THE PROBLEM:
Across the entries below, how many lines have the string "Unhealthy" in them? Reply with only the number.
"""
impl TokenLifecycleManager {
	pub fn new(
		vault: Arc<dyn VaultStore>,
		connector: Arc<dyn EngineConnector>,
		keys: Arc<dyn KeyService>,
		clock: Arc<dyn Clock>,
		policy: RenewalPolicy,
		notifier: ScheduleNotifier,
	) -> Self {
		Self {
			vault,
			connector,
			keys,
			clock,
			policy,
			notifier,
		}
	}

	pub fn policy(&self) -> &RenewalPolicy {
		&self.policy
	}

	/// Wake the scheduler so it recomputes its next deadline.
	pub fn notify_schedule_changed(&self) {
		self.notifier.notify();
	}

	/// Open an engine connection for settings that are not stored yet.
	pub(crate) fn connect(
		&self,
		settings: &StoreSettings,
		client_identity: Option<ClientIdentity>,
	) -> Result<Arc<dyn SecretEngine>> {
		let conn = connection::for_settings(settings, client_identity);
		Ok(self.connector.connect(&conn)?)
	}

	/// Look `token` up with the engine and seal it for storage.
	///
	/// Rejects tokens that will expire but cannot be renewed. Tokens without
	/// a ttl are stored with no expiration and never scheduled.
	pub(crate) async fn prepare_token(
		&self,
		engine: &dyn SecretEngine,
		token: &SecretString,
	) -> Result<NewToken> {
		if token.is_blank() {
			return Err(CredentialsError::Validation("token must not be empty".into()));
		}

		let TokenLease { ttl, renewable } =
			with_timeout(self.policy.request_timeout, engine.lookup_token(token)).await?;
		let now = self.clock.now();
		let expiration = expiration_after(now, ttl);
		if expiration.is_finite() && !renewable {
			return Err(CredentialsError::Validation(
				"token is not renewable and would expire".into(),
			));
		}

		let plaintext = token.expose().as_bytes();
		let sealed = self.keys.encrypt(plaintext)?;
		Ok(NewToken {
			token_hmac: self.keys.hmac(plaintext),
			ciphertext: sealed.ciphertext,
			key_id: sealed.key_id,
			last_renewal_time: now,
			expiration,
		})
	}

	async fn engine_for_store(&self, store_id: &StoreId) -> Result<Arc<dyn SecretEngine>> {
		let store = self
			.vault
			.get_store(store_id)
			.await?
			.ok_or_else(|| CredentialsError::NotFound(store_id.to_string()))?;
		let certificate = self.vault.get_client_certificate(store_id).await?;
		let conn = connection::for_store(self.keys.as_ref(), &store, certificate.as_ref())?;
		Ok(self.connector.connect(&conn)?)
	}

	/// Replace the store's token. Current and in-flight tokens move to
	/// `revoke` and are revoked upstream by the next revocation pass.
	#[tracing::instrument(skip(self, token), fields(store_id = %store_id))]
	pub async fn rotate_token(&self, store_id: &StoreId, token: &SecretString) -> Result<()> {
		if token.is_blank() {
			return Err(CredentialsError::Validation("token must not be empty".into()));
		}
		let engine = self.engine_for_store(store_id).await?;
		let new_token = self.prepare_token(engine.as_ref(), token).await?;

		let superseded = self
			.vault
			.rotate_token(store_id, &new_token, self.clock.now())
			.await?;
		self.notify_schedule_changed();

		tracing::info!(
			store_id = %store_id,
			token = %token_label(&new_token.token_hmac),
			superseded,
			"store token rotated"
		);
		Ok(())
	}

	/// Earliest instant the scheduler has work to do, `None` if there is none.
	#[tracing::instrument(skip(self))]
	pub async fn next_renewal_due(&self) -> Result<Option<DateTime<Utc>>> {
		let now = self.clock.now();
		let revocations = self.vault.list_tokens_by_status(TokenStatus::Revoke).await?;
		let renewals = self.vault.list_renewable_tokens().await?;

		let next_revocation = revocations.iter().map(|t| revocation_due_at(t, now)).min();
		let next_renewal = renewals
			.iter()
			.filter_map(|t| token_due_at(t, &self.policy))
			.min();
		Ok(next_revocation.into_iter().chain(next_renewal).min())
	}

	/// Renew every usable token whose renewal is due.
	#[tracing::instrument(skip(self))]
	pub async fn renew_due_tokens(&self) -> Result<RenewalReport> {
		let now = self.clock.now();
		let tokens = self.vault.list_renewable_tokens().await?;
		let mut report = RenewalReport::default();

		for token in tokens {
			match token_due_at(&token, &self.policy) {
				Some(due) if due <= now => {}
				_ => continue,
			}
			match self.renew(&token).await {
				Ok(outcome) => report.record(outcome),
				Err(e) => {
					report.failed += 1;
					tracing::error!(
						store_id = %token.store_id,
						token = %token_label(&token.token_hmac),
						error = %e,
						"failed to record token renewal"
					);
				}
			}
		}

		if report != RenewalReport::default() {
			tracing::debug!(?report, "token renewal pass finished");
		}
		Ok(report)
	}

	/// Claim `token` and renew it with the engine.
	///
	/// Engine failures are absorbed into the returned outcome; only failures
	/// to record the outcome are returned as errors.
	#[tracing::instrument(skip(self, token), fields(store_id = %token.store_id, token = %token_label(&token.token_hmac)))]
	pub async fn renew(&self, token: &TokenRecord) -> Result<RenewalOutcome> {
		// The claim time doubles as the fence for every later transition.
		let now = self.clock.now();
		let claimed = match token.status {
			TokenStatus::Current => self.vault.claim_token_for_renewal(&token.token_hmac, now).await?,
			TokenStatus::Maintaining => {
				self.vault
					.reclaim_token_for_retry(&token.token_hmac, self.policy.stale_before(now), now)
					.await?
			}
			TokenStatus::Revoke | TokenStatus::Expired => false,
		};
		if !claimed {
			tracing::debug!("token claimed elsewhere, skipping");
			return Ok(RenewalOutcome::Skipped);
		}

		let attempt = token.renewal_attempts.saturating_add(1);
		match self.call_renew(token).await {
			Ok(lease) => {
				let renewed_at = self.clock.now();
				let expiration = expiration_after(renewed_at, lease.ttl);
				if !self
					.vault
					.complete_token_renewal(&token.token_hmac, now, renewed_at, &expiration, renewed_at)
					.await?
				{
					tracing::info!("token superseded or taken over during renewal");
					return Ok(RenewalOutcome::Skipped);
				}
				tracing::info!(expiration = ?expiration.as_option(), "token renewed");
				Ok(RenewalOutcome::Renewed)
			}
			Err(CredentialsError::TokenInvalid(reason)) => {
				tracing::warn!(reason = %reason, "engine no longer accepts token");
				self.give_up(token, now).await
			}
			Err(e) if self.policy.is_exhausted(attempt) => {
				tracing::error!(attempt, error = %e, "token renewal retry ceiling reached");
				self.give_up(token, now).await
			}
			Err(e) => {
				let next_attempt = self.policy.next_attempt_at(self.clock.now(), attempt);
				if !self
					.vault
					.release_token_claim(&token.token_hmac, now, next_attempt, self.clock.now())
					.await?
				{
					tracing::info!("token superseded or taken over during renewal");
					return Ok(RenewalOutcome::Skipped);
				}
				tracing::warn!(attempt, %next_attempt, error = %e, "token renewal failed, will retry");
				Ok(RenewalOutcome::Retrying)
			}
		}
	}

	async fn call_renew(&self, token: &TokenRecord) -> Result<TokenLease> {
		let engine = self.engine_for_store(&token.store_id).await?;
		let secret = connection::decrypt_token(self.keys.as_ref(), &token.ciphertext, &token.key_id)?;
		with_timeout(self.policy.request_timeout, engine.renew_token(&secret)).await
	}

	async fn give_up(&self, token: &TokenRecord, claimed_at: DateTime<Utc>) -> Result<RenewalOutcome> {
		if self
			.vault
			.revoke_claimed_token(&token.token_hmac, claimed_at, self.clock.now())
			.await?
		{
			Ok(RenewalOutcome::Revoked)
		} else {
			Ok(RenewalOutcome::Skipped)
		}
	}

	/// Revoke upstream every due token in `revoke` and move it to `expired`.
	///
	/// Tokens already past their expiration are expired without an engine
	/// call. A failed revocation backs off like a failed renewal; at the
	/// retry ceiling the token is abandoned and expired anyway.
	#[tracing::instrument(skip(self))]
	pub async fn revoke_pending_tokens(&self) -> Result<RevocationReport> {
		let now = self.clock.now();
		let tokens = self.vault.list_tokens_by_status(TokenStatus::Revoke).await?;
		let mut report = RevocationReport::default();

		for token in tokens {
			if revocation_due_at(&token, now) > now {
				continue;
			}
			match self.revoke(&token).await {
				Ok(outcome) => report.record(outcome),
				Err(e) => {
					report.failed += 1;
					tracing::error!(
						store_id = %token.store_id,
						token = %token_label(&token.token_hmac),
						error = %e,
						"failed to record token revocation"
					);
				}
			}
		}
		Ok(report)
	}

	/// Revoke `token` upstream and expire it.
	///
	/// Failures are absorbed into the returned outcome; only failures to
	/// record the outcome are returned as errors.
	#[tracing::instrument(skip(self, token), fields(store_id = %token.store_id, token = %token_label(&token.token_hmac)))]
	pub async fn revoke(&self, token: &TokenRecord) -> Result<RevocationOutcome> {
		if !token.expiration.is_expired(self.clock.now()) {
			match self.call_revoke(token).await {
				Ok(()) => {}
				Err(CredentialsError::TokenInvalid(reason)) => {
					tracing::debug!(reason = %reason, "token already invalid upstream");
				}
				Err(e) => return self.defer_revocation(token, e).await,
			}
		}

		if !self
			.vault
			.mark_token_expired(&token.token_hmac, self.clock.now())
			.await?
		{
			return Ok(RevocationOutcome::Skipped);
		}
		tracing::info!("token revoked");
		Ok(RevocationOutcome::Expired)
	}

	async fn call_revoke(&self, token: &TokenRecord) -> Result<()> {
		let engine = self.engine_for_store(&token.store_id).await?;
		let secret = connection::decrypt_token(self.keys.as_ref(), &token.ciphertext, &token.key_id)?;
		with_timeout(self.policy.request_timeout, engine.revoke_token(&secret)).await
	}

	async fn defer_revocation(
		&self,
		token: &TokenRecord,
		error: CredentialsError,
	) -> Result<RevocationOutcome> {
		let attempt = token.renewal_attempts.saturating_add(1);
		let now = self.clock.now();

		if self.policy.is_exhausted(attempt) {
			tracing::error!(attempt, error = %error, "token revocation retry ceiling reached, abandoning token");
			return Ok(if self.vault.mark_token_expired(&token.token_hmac, now).await? {
				RevocationOutcome::Abandoned
			} else {
				RevocationOutcome::Skipped
			});
		}

		let next_attempt = self.policy.next_attempt_at(now, attempt);
		if !self
			.vault
			.defer_token_revocation(&token.token_hmac, next_attempt, now)
			.await?
		{
			return Ok(RevocationOutcome::Skipped);
		}
		tracing::warn!(attempt, %next_attempt, error = %error, "token revocation failed, will retry");
		Ok(RevocationOutcome::Deferred)
	}

	#[tracing::instrument(skip(self), fields(store_id = %store_id))]
	pub async fn store_health(&self, store_id: &StoreId) -> Result<StoreHealth> {
		if self.vault.get_store(store_id).await?.is_none() {
			return Err(CredentialsError::NotFound(store_id.to_string()));
		}
		let now = self.clock.now();
		let tokens = self.vault.list_tokens_for_store(store_id).await?;
		let pending_revocations = tokens
			.iter()
			.filter(|t| t.status == TokenStatus::Revoke)
			.count() as u32;

		let usable = tokens.iter().find(|t| t.status.is_usable());
		let status = match usable {
			None => HealthState::Unhealthy,
			Some(t) if t.expiration.is_expired(now) => HealthState::Unhealthy,
			Some(t) if t.renewal_attempts > 0 => HealthState::Degraded,
			Some(_) => HealthState::Healthy,
		};

		Ok(StoreHealth {
			store_id: store_id.clone(),
			status,
			token_status: usable.map(|t| t.status),
			renewal_attempts: usable.map(|t| t.renewal_attempts).unwrap_or(0),
			expiration: usable.and_then(|t| t.expiration.as_option()),
			next_renewal_due: usable.and_then(|t| token_due_at(t, &self.policy)),
			pending_revocations,
		})
	}
}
"""
RESPONSE:
2